Dataset entries
##############################

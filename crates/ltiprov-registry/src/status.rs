//! Platform active/inactive status.
//!
//! Status lives in its own plaintext collection keyed by kid. A platform
//! with no status record is active: records are only written on the first
//! explicit `set_status`, so registration does not touch this collection.

use std::sync::Arc;

use serde_json::json;

use ltiprov_storage::Storage;

use crate::RegistryResult;

pub(crate) const STATUS_COLLECTION: &str = "platform_status";

/// Active/inactive flag per platform, active by default.
#[derive(Clone)]
pub struct StatusLedger {
    storage: Arc<dyn Storage>,
}

impl StatusLedger {
    /// Creates a status ledger over the given storage.
    #[must_use]
    pub fn new(storage: Arc<dyn Storage>) -> Self {
        Self { storage }
    }

    /// Returns the platform's status; `true` when no record exists yet.
    ///
    /// # Errors
    ///
    /// Returns an error if persistence fails.
    pub async fn status(&self, kid: &str) -> RegistryResult<bool> {
        let records = self
            .storage
            .get(None, STATUS_COLLECTION, &json!({ "id": kid }))
            .await?;
        Ok(match records.first() {
            Some(record) => record["active"].as_bool().unwrap_or(true),
            None => true,
        })
    }

    /// Sets the platform's status, fully replacing any existing record.
    ///
    /// # Errors
    ///
    /// Returns an error if persistence fails.
    pub async fn set_status(&self, kid: &str, active: bool) -> RegistryResult<bool> {
        self.storage
            .replace(
                None,
                STATUS_COLLECTION,
                &json!({ "id": kid }),
                &json!({ "id": kid, "active": active }),
            )
            .await?;
        Ok(active)
    }

    /// Removes the platform's status record, if any.
    ///
    /// # Errors
    ///
    /// Returns an error if persistence fails.
    pub async fn delete(&self, kid: &str) -> RegistryResult<()> {
        self.storage
            .delete(STATUS_COLLECTION, &json!({ "id": kid }))
            .await?;
        Ok(())
    }
}

#[cfg(test)]
mod tests {
    use super::*;
    use ltiprov_storage::MemoryStorage;

    fn ledger() -> StatusLedger {
        StatusLedger::new(Arc::new(MemoryStorage::new()))
    }

    #[tokio::test]
    async fn test_active_by_default() {
        let ledger = ledger();
        assert!(ledger.status("kid-1").await.unwrap());
    }

    #[tokio::test]
    async fn test_set_status_is_full_replace() {
        let ledger = ledger();
        assert!(!ledger.set_status("kid-1", false).await.unwrap());
        assert!(!ledger.status("kid-1").await.unwrap());

        assert!(ledger.set_status("kid-1", true).await.unwrap());
        assert!(ledger.status("kid-1").await.unwrap());
    }

    #[tokio::test]
    async fn test_status_is_per_kid() {
        let ledger = ledger();
        ledger.set_status("kid-1", false).await.unwrap();
        assert!(!ledger.status("kid-1").await.unwrap());
        assert!(ledger.status("kid-2").await.unwrap());
    }

    #[tokio::test]
    async fn test_delete_restores_default() {
        let ledger = ledger();
        ledger.set_status("kid-1", false).await.unwrap();
        ledger.delete("kid-1").await.unwrap();
        assert!(ledger.status("kid-1").await.unwrap());
    }
}
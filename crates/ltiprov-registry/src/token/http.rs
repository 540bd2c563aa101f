//! Client-credentials token grant over HTTP.
//!
//! Implements the RFC 7523 JWT-bearer client-credentials grant the LTI
//! security model prescribes: a short-lived assertion signed with the
//! tool's private key, POSTed as a form to the platform's access token
//! endpoint with the requested scope string.

use std::time::Duration;

use async_trait::async_trait;
use jsonwebtoken::{Algorithm, EncodingKey, Header};
use serde::Serialize;
use time::OffsetDateTime;
use tracing::{debug, warn};
use uuid::Uuid;

use crate::RegistryResult;
use crate::error::RegistryError;
use crate::token::{AccessToken, TokenAcquirer, TokenRequest};

const CLIENT_ASSERTION_TYPE: &str = "urn:ietf:params:oauth:client-assertion-type:jwt-bearer";

/// Configuration for [`HttpTokenAcquirer`].
#[derive(Debug, Clone)]
pub struct HttpAcquirerConfig {
    /// HTTP request timeout (default: 10 seconds).
    pub request_timeout: Duration,

    /// Lifetime of the signed grant assertion (default: 60 seconds).
    pub assertion_lifetime: Duration,
}

impl Default for HttpAcquirerConfig {
    fn default() -> Self {
        Self {
            request_timeout: Duration::from_secs(10),
            assertion_lifetime: Duration::from_secs(60),
        }
    }
}

impl HttpAcquirerConfig {
    /// Creates a new configuration with default values.
    #[must_use]
    pub fn new() -> Self {
        Self::default()
    }

    /// Sets the HTTP request timeout.
    #[must_use]
    pub fn with_request_timeout(mut self, timeout: Duration) -> Self {
        self.request_timeout = timeout;
        self
    }

    /// Sets the assertion lifetime.
    #[must_use]
    pub fn with_assertion_lifetime(mut self, lifetime: Duration) -> Self {
        self.assertion_lifetime = lifetime;
        self
    }
}

/// Claims of the grant assertion per RFC 7523: `iss` and `sub` are the
/// client id, `aud` is the platform's authorization server.
#[derive(Debug, Serialize)]
struct AssertionClaims<'a> {
    iss: &'a str,
    sub: &'a str,
    aud: &'a str,
    iat: i64,
    exp: i64,
    jti: String,
}

/// [`TokenAcquirer`] backed by an HTTP client.
pub struct HttpTokenAcquirer {
    http: reqwest::Client,
    config: HttpAcquirerConfig,
}

impl HttpTokenAcquirer {
    /// Creates an acquirer with the specified configuration.
    ///
    /// # Errors
    ///
    /// Returns an error if the HTTP client cannot be constructed.
    pub fn new(config: HttpAcquirerConfig) -> RegistryResult<Self> {
        let http = reqwest::Client::builder()
            .timeout(config.request_timeout)
            .build()
            .map_err(|e| RegistryError::internal(format!("failed to create HTTP client: {e}")))?;
        Ok(Self { http, config })
    }

    /// Creates an acquirer with default configuration.
    ///
    /// # Errors
    ///
    /// Returns an error if the HTTP client cannot be constructed.
    pub fn with_defaults() -> RegistryResult<Self> {
        Self::new(HttpAcquirerConfig::default())
    }

    /// Builds and signs the grant assertion for `request`.
    fn sign_assertion(&self, request: &TokenRequest) -> RegistryResult<String> {
        let now = OffsetDateTime::now_utc().unix_timestamp();
        let claims = AssertionClaims {
            iss: &request.client_id,
            sub: &request.client_id,
            aud: &request.audience,
            iat: now,
            exp: now + self.config.assertion_lifetime.as_secs() as i64,
            jti: Uuid::new_v4().to_string(),
        };

        let mut header = Header::new(Algorithm::RS256);
        header.kid = Some(request.kid.clone());
        let key = EncodingKey::from_rsa_pem(request.private_key_pem.as_bytes())
            .map_err(|e| RegistryError::token_acquisition(format!("invalid signing key: {e}")))?;

        jsonwebtoken::encode(&header, &claims, &key)
            .map_err(|e| RegistryError::token_acquisition(format!("assertion signing failed: {e}")))
    }
}

#[async_trait]
impl TokenAcquirer for HttpTokenAcquirer {
    async fn acquire(&self, request: &TokenRequest) -> RegistryResult<AccessToken> {
        let assertion = self.sign_assertion(request)?;

        debug!(
            endpoint = %request.access_token_endpoint,
            scopes = %request.scopes,
            "requesting access token"
        );

        let response = self
            .http
            .post(&request.access_token_endpoint)
            .form(&[
                ("grant_type", "client_credentials"),
                ("client_assertion_type", CLIENT_ASSERTION_TYPE),
                ("client_assertion", assertion.as_str()),
                ("scope", request.scopes.as_str()),
            ])
            .send()
            .await
            .map_err(|e| {
                RegistryError::token_acquisition(format!("token endpoint unreachable: {e}"))
            })?;

        let status = response.status();
        if !status.is_success() {
            let body = response.text().await.unwrap_or_default();
            warn!(endpoint = %request.access_token_endpoint, %status, "token grant rejected");
            return Err(RegistryError::token_acquisition(format!(
                "token endpoint returned {status}: {body}"
            )));
        }

        response.json::<AccessToken>().await.map_err(|e| {
            RegistryError::token_acquisition(format!("invalid token response: {e}"))
        })
    }
}
//! Access token acquisition and caching.
//!
//! Tokens are obtained from a platform's access token endpoint through a
//! client-credentials grant and cached per `(platform_url, client_id,
//! scopes)` key until they expire. The cache never serves a stale token
//! and collapses concurrent refreshes for one key into a single upstream
//! call.
//!
//! - [`TokenCache`] - the cache with single-flight refresh
//! - [`TokenAcquirer`] - the seam to the upstream grant
//! - [`HttpTokenAcquirer`] - RFC 7523 grant over HTTP

mod cache;
mod http;

pub use cache::{TokenCache, TokenKey};
pub use http::{HttpAcquirerConfig, HttpTokenAcquirer};

use async_trait::async_trait;
use serde::{Deserialize, Serialize};

use crate::RegistryResult;

/// An access token as issued by a platform.
#[derive(Debug, Clone, PartialEq, Eq, Serialize, Deserialize)]
pub struct AccessToken {
    /// The token value.
    pub access_token: String,
    /// Token type as issued (`bearer`, `Bearer`, ...).
    pub token_type: String,
    /// Lifetime in seconds from issuance.
    pub expires_in: i64,
    /// The scope string granted, when the platform reports one.
    #[serde(skip_serializing_if = "Option::is_none")]
    pub scope: Option<String>,
}

impl AccessToken {
    /// Returns the token with `token_type` capitalized (`bearer` becomes `Bearer`).
    ///
    /// Platforms disagree on the casing; consumers build `Authorization`
    /// headers from this field, so it is normalized on every return path.
    #[must_use]
    pub fn normalized(mut self) -> Self {
        let mut chars = self.token_type.chars();
        if let Some(first) = chars.next() {
            self.token_type = first.to_uppercase().collect::<String>() + chars.as_str();
        }
        self
    }
}

/// Everything an acquirer needs to perform one grant.
///
/// The private key PEM passes through here transiently for signing the
/// grant assertion; it is fetched per acquisition and never cached.
#[derive(Clone)]
pub struct TokenRequest {
    /// The client id to authenticate as (`iss`/`sub` of the assertion).
    pub client_id: String,
    /// The endpoint to POST the grant to.
    pub access_token_endpoint: String,
    /// The audience (`aud`) of the assertion: the platform's effective
    /// authorization server.
    pub audience: String,
    /// Key id placed in the assertion header.
    pub kid: String,
    /// PKCS#8 private key PEM used to sign the assertion.
    pub private_key_pem: String,
    /// Space-delimited scope string to request.
    pub scopes: String,
}

impl std::fmt::Debug for TokenRequest {
    fn fmt(&self, f: &mut std::fmt::Formatter<'_>) -> std::fmt::Result {
        f.debug_struct("TokenRequest")
            .field("client_id", &self.client_id)
            .field("access_token_endpoint", &self.access_token_endpoint)
            .field("audience", &self.audience)
            .field("kid", &self.kid)
            .field("private_key_pem", &"<redacted>")
            .field("scopes", &self.scopes)
            .finish()
    }
}

/// The upstream token grant.
///
/// Implementations perform exactly one attempt per call; retry policy
/// belongs to the caller.
#[async_trait]
pub trait TokenAcquirer: Send + Sync {
    /// Acquires a fresh access token for the request.
    ///
    /// # Errors
    ///
    /// Fails with [`crate::RegistryError::TokenAcquisition`] when the grant
    /// is rejected or the endpoint is unreachable.
    async fn acquire(&self, request: &TokenRequest) -> RegistryResult<AccessToken>;
}
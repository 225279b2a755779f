//! strata - Design token layering for multi-brand design systems
//!
//! Turns a design tool's variable export into three layers of design
//! tokens: fully resolved primitives, per-brand semantic tokens that
//! reference primitives, and per-brand component tokens that reference
//! either. The layers are rendered as CSS, JS, JSON, Android, and Swift.

pub mod cli;
pub mod config;
pub mod error;
pub mod index;
pub mod layers;
pub mod output;
pub mod parser;
pub mod render;
pub mod resolve;
pub mod types;
pub mod validation;

pub use config::{BrandConfig, Manifest, TokenConfig};
pub use error::{Result, StrataError};
pub use index::VariableIndex;
pub use layers::{build, Artifact, ArtifactKind, BuildOutput};
pub use parser::{load_export, parse_export};
pub use render::{render, write_build, Format, ReferenceTable};
pub use resolve::{Resolver, ResolutionContext};
pub use types::{
    Collection, Export, Literal, ModeValue, Sentinel, Token, TokenKind, TokenPath, TokenTree,
    TokenValue, Variable,
};
pub use validation::{validate_build, Diagnostic, Severity, ValidationResult};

##############################

> [What you should do]:
As the answer, set down only the lines from the data above between the one holding "header.kid = Some(request.kid.clone());" and the one holding "impl TokenAcquirer for", inclusive, exactly as they read.

> [Exercise answer]:
        header.kid = Some(request.kid.clone());
        let key = EncodingKey::from_rsa_pem(request.private_key_pem.as_bytes())
            .map_err(|e| RegistryError::token_acquisition(format!("invalid signing key: {e}")))?;

        jsonwebtoken::encode(&header, &claims, &key)
            .map_err(|e| RegistryError::token_acquisition(format!("assertion signing failed: {e}")))
    }
}

#[async_trait]
impl TokenAcquirer for HttpTokenAcquirer {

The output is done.